Among Census respondents with the surname Cacho, the largest self-reported group is Hispanic at 60.9%. The next largest groups are Asian/Pacific Islander (24.6%) and Black (6.1%).
Origin
The surname CACHO originated in Spain during the medieval period. It likely derives from the Spanish word 'cacho', meaning a piece or fragment, possibly referring to someone who worked with fragments of materials or lived in an area known for its fragments or ruins.
One of the earliest recorded instances of the CACHO surname dates back to the 13th century, appearing in records from the region of Castilla y León in central Spain. It's believed the name may have initially referred to someone residing near or involved with a specific location related to fragments or ruins.
Throughout the centuries, the CACHO surname has been found in various historical documents, including tax records, census data, and parish registers across different regions of Spain. Some notable individuals bearing this surname include:
1. Diego Cacho (c. 1456-1521), a Spanish nobleman and military commander who participated in the Reconquista against the Moors.

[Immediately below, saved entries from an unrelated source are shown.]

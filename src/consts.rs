//! Assorted constants & hard-coded configuration
use crate::game::{Cell, Direction};
use ratatui::style::{Color, Modifier, Style};
use std::num::NonZeroU32;

/// Default number of cells along each side of the grid
pub(crate) const DEFAULT_GRID_SIZE: u16 = 20;

/// Smallest allowed grid size.  The starting cell must fit on the grid.
pub(crate) const MIN_GRID_SIZE: u16 = 3;

/// Largest allowed grid size
pub(crate) const MAX_GRID_SIZE: u16 = 40;

/// Default number of snake movements per second
pub(crate) const DEFAULT_TICK_RATE: NonZeroU32 = match NonZeroU32::new(12) {
    Some(rate) => rate,
    None => panic!("DEFAULT_TICK_RATE should be nonzero"),
};

/// Default number of ticks that must pass after a turn before another turn
/// will be accepted
pub(crate) const DEFAULT_TURN_COOLDOWN: NonZeroU32 = match NonZeroU32::new(1) {
    Some(ticks) => ticks,
    None => panic!("DEFAULT_TURN_COOLDOWN should be nonzero"),
};

/// Where the snake's head is at the start of a game
pub(crate) const START_CELL: Cell = Cell::new(0, 2);

/// Which way the snake is heading at the start of a game
pub(crate) const START_DIRECTION: Direction = Direction::Down;

/// Minimum width of the area the game is drawn in, so that the messages below
/// the board fit on small grids
pub(crate) const MIN_DISPLAY_WIDTH: u16 = 32;

/// Glyph for the snake's head when it is moving up
pub(crate) const SNAKE_HEAD_UP_SYMBOL: char = 'v';

/// Glyph for the snake's head when it is moving down
pub(crate) const SNAKE_HEAD_DOWN_SYMBOL: char = '^';

/// Glyph for the snake's head when it is moving right
pub(crate) const SNAKE_HEAD_RIGHT_SYMBOL: char = '<';

/// Glyph for the snake's head when it is moving left
pub(crate) const SNAKE_HEAD_LEFT_SYMBOL: char = '>';

/// Glyph for the parts of the snake's body
pub(crate) const SNAKE_BODY_SYMBOL: char = '⚬';

/// Glyph for the fruit
pub(crate) const FRUIT_SYMBOL: char = '●';

/// Glyph for the snake's head when it has run into itself
pub(crate) const COLLISION_SYMBOL: char = '×';

/// Style for the snake's head and body
pub(crate) const SNAKE_STYLE: Style = Style::new().fg(Color::Green).add_modifier(Modifier::BOLD);

/// Style for the fruit
pub(crate) const FRUIT_STYLE: Style = Style::new().fg(Color::LightRed);

/// Style for [`COLLISION_SYMBOL`]
pub(crate) const COLLISION_STYLE: Style = Style::new()
    .fg(Color::LightRed)
    .add_modifier(Modifier::REVERSED);

/// Style for key codes shown in the interface
pub(crate) const KEY_STYLE: Style = Style::new().fg(Color::Yellow);

/// Style for the score bar at the top of the game screen
pub(crate) const SCORE_BAR_STYLE: Style = Style::new().add_modifier(Modifier::REVERSED);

2. María Cacho (b. 1602), a Spanish poet and writer from Seville, known for her works on religious themes.
3. Juan Cacho de Tuesta (1618-1687), a Spanish jurist and scholar who served as a judge in the Royal Chancery of Granada.

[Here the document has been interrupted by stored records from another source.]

use super::direction::Direction;
use std::num::NonZeroU32;

/// The snake's heading together with the input cooldown.
///
/// This is a plain value: each turn request and each tick produce a new
/// `Steering` that the caller stores for the next one.
#[derive(Clone, Copy, Debug, Eq, PartialEq)]
pub(crate) struct Steering {
    direction: Direction,

    /// Ticks left before another turn will be accepted
    cooldown: u32,

    /// What `cooldown` is reset to after an accepted turn
    period: NonZeroU32,
}

impl Steering {
    pub(crate) fn new(direction: Direction, period: NonZeroU32) -> Steering {
        Steering {
            direction,
            cooldown: 0,
            period,
        }
    }

    pub(crate) fn direction(self) -> Direction {
        self.direction
    }

    /// Returns `true` if a turn requested now could be accepted
    pub(crate) fn ready(self) -> bool {
        self.cooldown == 0
    }

    /// Request a turn towards `requested`.  The request is ignored (and
    /// `self` returned unchanged) while cooling down, or if `requested` is
    /// the current heading or its reverse.
    pub(crate) fn turn(self, requested: Direction) -> Steering {
        if !self.ready() || requested == self.direction || requested == self.direction.reverse() {
            return self;
        }
        Steering {
            direction: requested,
            cooldown: self.period.get(),
            ..self
        }
    }

    /// Account for one tick having passed
    pub(crate) fn cool_down(self) -> Steering {
        Steering {
            cooldown: self.cooldown.saturating_sub(1),
            ..self
        }
    }
}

4. Pedro Cacho Ramírez (1780-1845), a Spanish politician and lawyer who served as a member of the Cortes Generales (the Spanish parliament) during the early 19th century.
5. Javier Cacho Garrido (1929-2012), a Spanish painter and artist known for his abstract expressionist works, many of which were exhibited in galleries across Europe.

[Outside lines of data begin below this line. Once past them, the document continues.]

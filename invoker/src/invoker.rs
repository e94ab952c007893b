//! JSON-RPC invoker
//!
//! Sends one procedure call to the configured endpoint and waits for the
//! transaction signature. Each call issues exactly one HTTP request; failures
//! are returned to the caller without retrying.

use serde::Deserialize;
use serde_json::{json, Value};
use std::time::Duration;
use tracing::{debug, info, warn};

use crate::cancel::CancelToken;
use crate::config::Config;
use crate::error::InvokeError;
use crate::request::{CallStatus, RemoteCallRequest, Signature};

const STATUS_METHOD: &str = "getSignatureStatuses";

/// JSON-RPC response envelope
#[derive(Debug, Deserialize)]
struct RpcResponse {
    #[serde(default)]
    result: Option<Value>,
    #[serde(default)]
    error: Option<RpcErrorObject>,
}

#[derive(Debug, Deserialize)]
struct RpcErrorObject {
    code: i64,
    message: String,
    #[serde(default)]
    data: Option<Value>,
}

#[derive(Debug, Deserialize)]
struct StatusEnvelope {
    value: Vec<Option<CallStatus>>,
}

/// Client for a single pre-configured endpoint
///
/// Cheap to clone; clones share the underlying connection pool.
#[derive(Debug, Clone)]
pub struct Invoker {
    client: reqwest::Client,
    rpc_url: String,
    timeout: Duration,
}

impl Invoker {
    /// Create a new invoker
    ///
    /// # Arguments
    /// * `config` - Endpoint URL and timeouts
    pub fn new(config: &Config) -> Result<Self, InvokeError> {
        let client = reqwest::Client::builder()
            .connect_timeout(config.connect_timeout)
            .build()
            .map_err(|e| {
                InvokeError::Connection(format!("failed to create HTTP client: {}", e))
            })?;

        Ok(Self {
            client,
            rpc_url: config.rpc_url.clone(),
            timeout: config.timeout,
        })
    }

    pub fn rpc_url(&self) -> &str {
        &self.rpc_url
    }

    /// Invoke a remote procedure and return its transaction signature
    pub async fn invoke(&self, request: &RemoteCallRequest) -> Result<Signature, InvokeError> {
        info!(
            procedure = %request.procedure(),
            args = request.args().len(),
            "Submitting remote call"
        );

        let result = self.call(request).await;

        let signature = result.and_then(|value| match value {
            Value::String(raw) => Signature::parse(raw),
            other => Err(InvokeError::InvalidResponse(format!(
                "expected signature string, got {}",
                other
            ))),
        });

        match &signature {
            Ok(sig) => info!(procedure = %request.procedure(), signature = %sig, "Remote call accepted"),
            Err(e) => warn!(procedure = %request.procedure(), error = %e, "Remote call failed"),
        }

        signature
    }

    /// Like [`Invoker::invoke`], but gives up as soon as `token` is cancelled
    ///
    /// A token cancelled before submission sends nothing. Cancelling after
    /// submission only abandons the wait; the remote side may still execute
    /// the call.
    pub async fn invoke_with_cancel(
        &self,
        request: &RemoteCallRequest,
        token: &CancelToken,
    ) -> Result<Signature, InvokeError> {
        if token.is_cancelled() {
            debug!(procedure = %request.procedure(), "Token cancelled before submission");
            return Err(InvokeError::Cancelled);
        }

        let mut token = token.clone();
        tokio::select! {
            biased;
            _ = token.cancelled() => {
                warn!(procedure = %request.procedure(), "Remote call cancelled");
                Err(InvokeError::Cancelled)
            }
            result = self.invoke(request) => result,
        }
    }

    /// Look up the outcome of a previously submitted call
    ///
    /// Returns `Ok(None)` when the endpoint does not know the signature.
    /// Single lookup; does not wait for confirmation.
    pub async fn status(&self, signature: &Signature) -> Result<Option<CallStatus>, InvokeError> {
        let request = RemoteCallRequest::new(STATUS_METHOD, vec![json!([signature.as_str()])])?;
        let value = self.call(&request).await?;

        let envelope: StatusEnvelope = serde_json::from_value(value).map_err(|e| {
            InvokeError::InvalidResponse(format!("malformed status response: {}", e))
        })?;

        let status = envelope.value.into_iter().next().flatten();
        debug!(signature = %signature, found = status.is_some(), "Signature status");
        Ok(status)
    }

    /// Send one JSON-RPC request and return its `result` value
    async fn call(&self, request: &RemoteCallRequest) -> Result<Value, InvokeError> {
        let id = uuid::Uuid::new_v4().to_string();
        let body = request.to_json_rpc(&id);

        debug!(id = %id, method = %request.procedure(), url = %self.rpc_url, "RPC request");

        match tokio::time::timeout(self.timeout, self.send(&body)).await {
            Ok(result) => result,
            Err(_) => Err(InvokeError::Timeout(self.timeout)),
        }
    }

    async fn send(&self, body: &Value) -> Result<Value, InvokeError> {
        let response = self
            .client
            .post(&self.rpc_url)
            .json(body)
            .send()
            .await
            .map_err(|e| self.classify(e))?;

        let status = response.status();
        if !status.is_success() {
            let error_text = response.text().await.unwrap_or_default();
            return Err(InvokeError::Rejected {
                code: i64::from(status.as_u16()),
                message: if error_text.is_empty() {
                    status.to_string()
                } else {
                    error_text
                },
                data: None,
            });
        }

        let text = response.text().await.map_err(|e| self.classify(e))?;
        debug!(len = text.len(), "RPC response");
        tracing::trace!("RPC response body: {}", text);

        let envelope: RpcResponse = serde_json::from_str(&text).map_err(|e| {
            InvokeError::InvalidResponse(format!("failed to parse RPC response: {}", e))
        })?;

        if let Some(error) = envelope.error {
            return Err(InvokeError::Rejected {
                code: error.code,
                message: error.message,
                data: error.data,
            });
        }

        envelope
            .result
            .ok_or_else(|| InvokeError::InvalidResponse("response has neither result nor error".into()))
    }

    fn classify(&self, e: reqwest::Error) -> InvokeError {
        if e.is_connect() {
            InvokeError::Connection(e.to_string())
        } else if e.is_timeout() {
            InvokeError::Timeout(self.timeout)
        } else {
            InvokeError::Connection(e.to_string())
        }
    }
}

#[cfg(test)]
mod tests {
    use super::*;

    #[test]
    fn test_invoker_creation() {
        let invoker = Invoker::new(&Config::new("http://127.0.0.1:8899"));

        assert!(invoker.is_ok());
        assert_eq!(invoker.unwrap().rpc_url(), "http://127.0.0.1:8899");
    }

    #[test]
    fn test_error_envelope_parsing() {
        let envelope: RpcResponse = serde_json::from_str(
            r#"{"jsonrpc":"2.0","id":"1","error":{"code":-32601,"message":"Method not found"}}"#,
        )
        .unwrap();

        assert!(envelope.result.is_none());
        let error = envelope.error.unwrap();
        assert_eq!(error.code, -32601);
        assert!(error.data.is_none());
    }

    #[test]
    fn test_status_envelope_with_unknown_signature() {
        let envelope: StatusEnvelope =
            serde_json::from_value(json!({ "context": { "slot": 9 }, "value": [null] })).unwrap();

        assert_eq!(envelope.value.len(), 1);
        assert!(envelope.value[0].is_none());
    }
}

While the CACHO surname is primarily associated with Spain, it has also spread to various Spanish-speaking countries in Latin America, likely due to migration patterns over the past few centuries. However, its origins and earliest recorded instances can be traced back to medieval Spain, where it likely emerged as a descriptive surname related to the concept of fragments or ruins.
Demographics
Among Census respondents with the surname Cacho, the largest self-reported group is Hispanic at 60.9%. The next largest groups are Asian/Pacific Islander (24.6%) and Black (6.1%).
The bar chart below shows how Cacho bearers described their own race and ethnicity on the 2020 Census form. The Census Bureau groups responses into six broad categories: White, Black or African American, Hispanic or Latino, Asian and Pacific Islander, American Indian and Alaska Native, and Two or More Races. When a category has too few respondents for a given surname, the Bureau suppresses the figure to protect individual privacy, which is why some names show fewer than six slices.
Percentages are shown for every Census year so the breakdown stays comparable over time. When the source file also includes raw headcounts, Name Census shows those alongside the percentages in the legend.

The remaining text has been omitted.